How I Cope With Rude Comments About Changes in My Appearance Due to Illness


As a young adult living with a rare chronic illness called scleroderma, I find it to be extremely challenging and at times frustrating even to be around my loved ones. I know that may sound very rude and selfish of me, be that as it may. Having lived with this disease most of my young adult life, I have found that dealing with family is a very challenging part of living with a chronic illness. Over the weekend I attended a family reunion and there were many people in attendance whom I have never met before or whom I have not seen since I was 5 or 6 years old. Which also means that more than half of these relatives have not seen me since way before I was diagnosed with scleroderma in 2001 at the age of 19 years old.

 

I was expecting a few stares and a few improper comments or questions.

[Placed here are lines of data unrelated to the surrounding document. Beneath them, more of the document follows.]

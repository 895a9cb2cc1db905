use std::sync::Arc;

use thiserror::Error;

use super::models::{Book, BookId, BookInput, BookView};
use super::store::{BookStore, InMemoryBookStore, StoreError};

#[derive(Debug, Error)]
pub enum CatalogError {
    #[error("book {0} not found")]
    NotFound(BookId),

    /// Borrow of a borrowed book or return of an available one.
    #[error("book {0} is not available for this operation")]
    NotAvailable(BookId),

    #[error("missing required fields: {}", .missing.join(", "))]
    InvalidInput { missing: Vec<&'static str> },

    #[error(transparent)]
    Store(#[from] StoreError),
}

pub type CatalogResult<T> = Result<T, CatalogError>;

/// Catalog operations on top of a [`BookStore`].
#[derive(Clone)]
pub struct CatalogService {
    store: Arc<dyn BookStore>,
}

impl CatalogService {
    pub fn new(store: Arc<dyn BookStore>) -> Self {
        Self { store }
    }

    /// Service backed by a fresh [`InMemoryBookStore`].
    pub fn in_memory() -> Self {
        Self::new(Arc::new(InMemoryBookStore::new()))
    }

    /// Add a book with the next free identifier. Title and author must be
    /// non-blank; the fields are copied from `input` unchanged.
    pub fn add_book(&self, input: BookInput) -> CatalogResult<Book> {
        let input = validate(input)?;
        let book = self.store.add_with_next_id(input)?;
        tracing::info!(book_id = book.id, title = %book.title, "book added");
        Ok(book)
    }

    pub fn borrow_book(&self, id: BookId) -> CatalogResult<Book> {
        self.transition(id, true)
    }

    pub fn return_book(&self, id: BookId) -> CatalogResult<Book> {
        self.transition(id, false)
    }

    pub fn get_by_id(&self, id: BookId) -> CatalogResult<Book> {
        self.store.get_by_id(id)?.ok_or(CatalogError::NotFound(id))
    }

    pub fn get_all_books(&self) -> CatalogResult<Vec<BookView>> {
        Ok(self
            .store
            .get_all()?
            .into_iter()
            .map(BookView::from)
            .collect())
    }

    pub fn count(&self) -> CatalogResult<usize> {
        Ok(self.store.len()?)
    }

    /// Flip the borrowed flag to `borrowed`, rejecting a flip to the state
    /// the book is already in.
    fn transition(&self, id: BookId, borrowed: bool) -> CatalogResult<Book> {
        let mut book = self.get_by_id(id)?;
        if book.borrowed == borrowed {
            tracing::debug!(book_id = id, borrowed, "book already in requested state");
            return Err(CatalogError::NotAvailable(id));
        }

        book.borrowed = borrowed;
        self.store.update(&book)?;
        tracing::info!(book_id = id, borrowed, "book state changed");
        Ok(book)
    }
}

/// Whitespace-only fields count as missing; accepted input is stored as given.
fn validate(input: BookInput) -> CatalogResult<BookInput> {
    let missing: Vec<&'static str> = [("title", &input.title), ("author", &input.author)]
        .into_iter()
        .filter(|(_, value)| value.trim().is_empty())
        .map(|(field, _)| field)
        .collect();
    if !missing.is_empty() {
        return Err(CatalogError::InvalidInput { missing });
    }

    Ok(input)
}
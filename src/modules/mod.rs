pub mod books;

use bookshelf_kernel::ModuleRegistry;

/// Register all application modules with the registry
pub fn register_all(registry: &mut ModuleRegistry) {
    registry.register(books::create_module());
}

I think if you’re like me and are living with a chronic illness that has caused some changes in your appearance that are quite noticeable, you automatically prepare yourself for a few sideways glances and some whispers underneath people’s breath. It just comes with the territory.

Which is a major problem in itself! Why do we automatically expect people to talk down to us or look at us in strange ways? Why do we accept rude comments from not only strangers but our own relatives and chalk it up to “their lack of knowledge about the disease?” Is there no one left who has empathy towards another person anymore? I find it very frustrating that we as sick individuals feel we have to gear up for the worst in people. When I leave the house I almost put on mental armor to shield myself from strangers who constantly approach me with inappropriate questions like: “What happened to your arms? Is that a contagious rash?” or ” Why are your fingertips all gone? Did they get cut off in an accident?” Yes – those are real questions real people have asked me!

I find it at times unbelievable the brass of some people to approach a complete stranger and ask them a very personal and very inappropriate question as if they were asking the time. But what bothers me more is having that same type of incident happen to me but with a relative or friend. Surprisingly, at my family reunion, everyone was very respectful and kind. However, I can tell you this has not always been the case at other family functions, which is quite sad.

I do not expect strangers to understand or even try to relate to my feelings or my lack of self-confidence when it comes to certain parts of my physical appearance, but I would expect my family to at least have the decency to choose their words more carefully when enquiring about what my sickness has done to my appearance.

If I really stop and think about it, I seem to lean towards the age old answer of “people just do not get it!” And I’m afraid they never really will. Unless you are affected personally by a chronic illness of any kind, I do not think you can even understand how it feels to be looked at differently or spoken to with a total disregard for your feelings. I have even had medical personal at hospitals treat me like I was highly contagious and needed isolation! Instead of just simply asking me why my skin looks like I have a rash or why my arms and hands look so tight and shiny.

When I was first diagnosed it really bothered me that not only would strangers be able to pick out my physical flaws in the blink of an eye, but my own family did too. To be honest, the fact that they were able to notice a difference in my physical appearance didn’t bother me as much as the way they would boldly point it out to everyone in the room with a rude comment. That hurt me the most.

Now that I have been living with my chronic illness scleroderma for over 16 years, I have developed some “coping tools,” if you will, to take back control of my personal space and my emotions. First off, I always try to tell myself that a stranger’s ignorance is my opportunity to educate them about scleroderma and why my appearance is so different. The next thing I try to do is remember how uncommon and extremely rare scleroderma is and that is most likely why 90 percent of people who approach me have no idea what is wrong with me. If I try to keep that in the back of my mind it helps me to not take things so personally when someone says something rude or inconsiderate to me.

three women wearing sunglasses and smiling
My sister Christine and my niece Samantha

My coping tricks help me when I’m dealing with uncomfortable situations, but my mind always tends to wander to the same question of “Why can’t people, strangers or not, treat other people with a little more common courtesy?” Unfortunately, the answer to that question is far more rare than my chronic illness is.